BEGIN

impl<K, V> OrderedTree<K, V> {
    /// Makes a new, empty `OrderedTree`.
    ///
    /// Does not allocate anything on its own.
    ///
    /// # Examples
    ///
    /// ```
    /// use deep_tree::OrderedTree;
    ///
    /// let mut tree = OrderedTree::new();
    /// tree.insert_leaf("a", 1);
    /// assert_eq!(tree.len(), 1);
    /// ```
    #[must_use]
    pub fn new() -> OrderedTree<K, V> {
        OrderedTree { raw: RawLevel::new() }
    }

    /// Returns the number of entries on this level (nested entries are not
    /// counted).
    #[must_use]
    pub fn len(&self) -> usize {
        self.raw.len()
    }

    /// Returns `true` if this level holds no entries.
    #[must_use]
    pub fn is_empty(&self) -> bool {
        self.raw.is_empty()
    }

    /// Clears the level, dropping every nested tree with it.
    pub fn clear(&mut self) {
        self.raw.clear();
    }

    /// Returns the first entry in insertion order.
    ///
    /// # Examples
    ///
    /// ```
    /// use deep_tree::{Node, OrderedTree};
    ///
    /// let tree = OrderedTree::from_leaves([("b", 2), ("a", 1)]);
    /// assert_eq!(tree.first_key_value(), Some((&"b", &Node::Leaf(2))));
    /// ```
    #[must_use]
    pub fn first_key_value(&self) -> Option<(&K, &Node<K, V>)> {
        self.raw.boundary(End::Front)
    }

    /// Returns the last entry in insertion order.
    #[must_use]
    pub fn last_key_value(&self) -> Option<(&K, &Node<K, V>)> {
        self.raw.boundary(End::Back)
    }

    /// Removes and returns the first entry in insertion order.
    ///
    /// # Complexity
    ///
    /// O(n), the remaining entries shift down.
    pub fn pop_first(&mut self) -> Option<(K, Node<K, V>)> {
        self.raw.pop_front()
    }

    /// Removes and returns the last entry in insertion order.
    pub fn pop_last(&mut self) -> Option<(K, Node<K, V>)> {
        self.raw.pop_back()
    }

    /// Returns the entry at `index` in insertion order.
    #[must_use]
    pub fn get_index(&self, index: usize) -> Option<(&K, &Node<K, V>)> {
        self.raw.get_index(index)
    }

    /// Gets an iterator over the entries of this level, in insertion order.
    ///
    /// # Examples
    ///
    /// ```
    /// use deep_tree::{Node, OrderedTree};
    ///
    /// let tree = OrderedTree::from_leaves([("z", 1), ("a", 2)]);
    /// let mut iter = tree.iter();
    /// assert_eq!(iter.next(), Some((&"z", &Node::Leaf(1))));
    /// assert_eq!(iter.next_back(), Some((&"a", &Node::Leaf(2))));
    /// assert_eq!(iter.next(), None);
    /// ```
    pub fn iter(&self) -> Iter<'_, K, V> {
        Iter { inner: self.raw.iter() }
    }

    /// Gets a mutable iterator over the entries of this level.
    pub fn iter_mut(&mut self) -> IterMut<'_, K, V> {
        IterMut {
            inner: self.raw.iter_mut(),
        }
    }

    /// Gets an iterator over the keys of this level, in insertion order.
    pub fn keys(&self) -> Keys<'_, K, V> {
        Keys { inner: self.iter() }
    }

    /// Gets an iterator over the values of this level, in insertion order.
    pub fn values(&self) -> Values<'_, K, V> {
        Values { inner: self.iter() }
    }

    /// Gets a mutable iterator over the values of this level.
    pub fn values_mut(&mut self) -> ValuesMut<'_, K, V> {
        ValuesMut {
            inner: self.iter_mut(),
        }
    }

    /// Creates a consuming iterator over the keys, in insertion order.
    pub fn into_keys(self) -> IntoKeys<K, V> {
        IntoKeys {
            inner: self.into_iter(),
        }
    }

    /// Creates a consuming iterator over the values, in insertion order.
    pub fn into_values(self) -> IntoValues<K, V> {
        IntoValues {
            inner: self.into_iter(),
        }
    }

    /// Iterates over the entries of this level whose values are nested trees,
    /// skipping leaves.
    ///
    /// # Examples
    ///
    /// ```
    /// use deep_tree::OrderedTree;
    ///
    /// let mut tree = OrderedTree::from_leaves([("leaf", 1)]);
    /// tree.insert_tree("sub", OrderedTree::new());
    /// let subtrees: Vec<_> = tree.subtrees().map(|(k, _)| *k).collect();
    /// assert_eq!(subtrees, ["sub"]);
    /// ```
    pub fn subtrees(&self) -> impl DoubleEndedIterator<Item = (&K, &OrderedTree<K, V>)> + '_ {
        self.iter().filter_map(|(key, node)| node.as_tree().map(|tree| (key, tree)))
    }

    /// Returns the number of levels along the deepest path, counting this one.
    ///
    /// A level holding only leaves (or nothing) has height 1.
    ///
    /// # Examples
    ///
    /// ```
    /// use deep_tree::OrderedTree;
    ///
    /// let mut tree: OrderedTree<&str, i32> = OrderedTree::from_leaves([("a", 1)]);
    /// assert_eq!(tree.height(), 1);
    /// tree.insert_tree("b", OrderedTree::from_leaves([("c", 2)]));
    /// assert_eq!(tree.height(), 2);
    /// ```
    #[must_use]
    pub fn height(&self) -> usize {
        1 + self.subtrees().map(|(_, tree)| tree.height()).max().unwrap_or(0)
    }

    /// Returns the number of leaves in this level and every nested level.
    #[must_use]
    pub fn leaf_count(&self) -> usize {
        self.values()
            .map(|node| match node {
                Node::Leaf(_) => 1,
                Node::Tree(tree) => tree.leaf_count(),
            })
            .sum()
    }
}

END

## HOW TO COMPLETE THIS TASK
Exact copies of the lines from the one containing "every nested level." through the final line of the records are all the answer should hold.

## WRITTEN SOLUTION
    /// Returns the number of leaves in this level and every nested level.
    #[must_use]
    pub fn leaf_count(&self) -> usize {
        self.values()
            .map(|node| match node {
                Node::Leaf(_) => 1,
                Node::Tree(tree) => tree.leaf_count(),
            })
            .sum()
    }
}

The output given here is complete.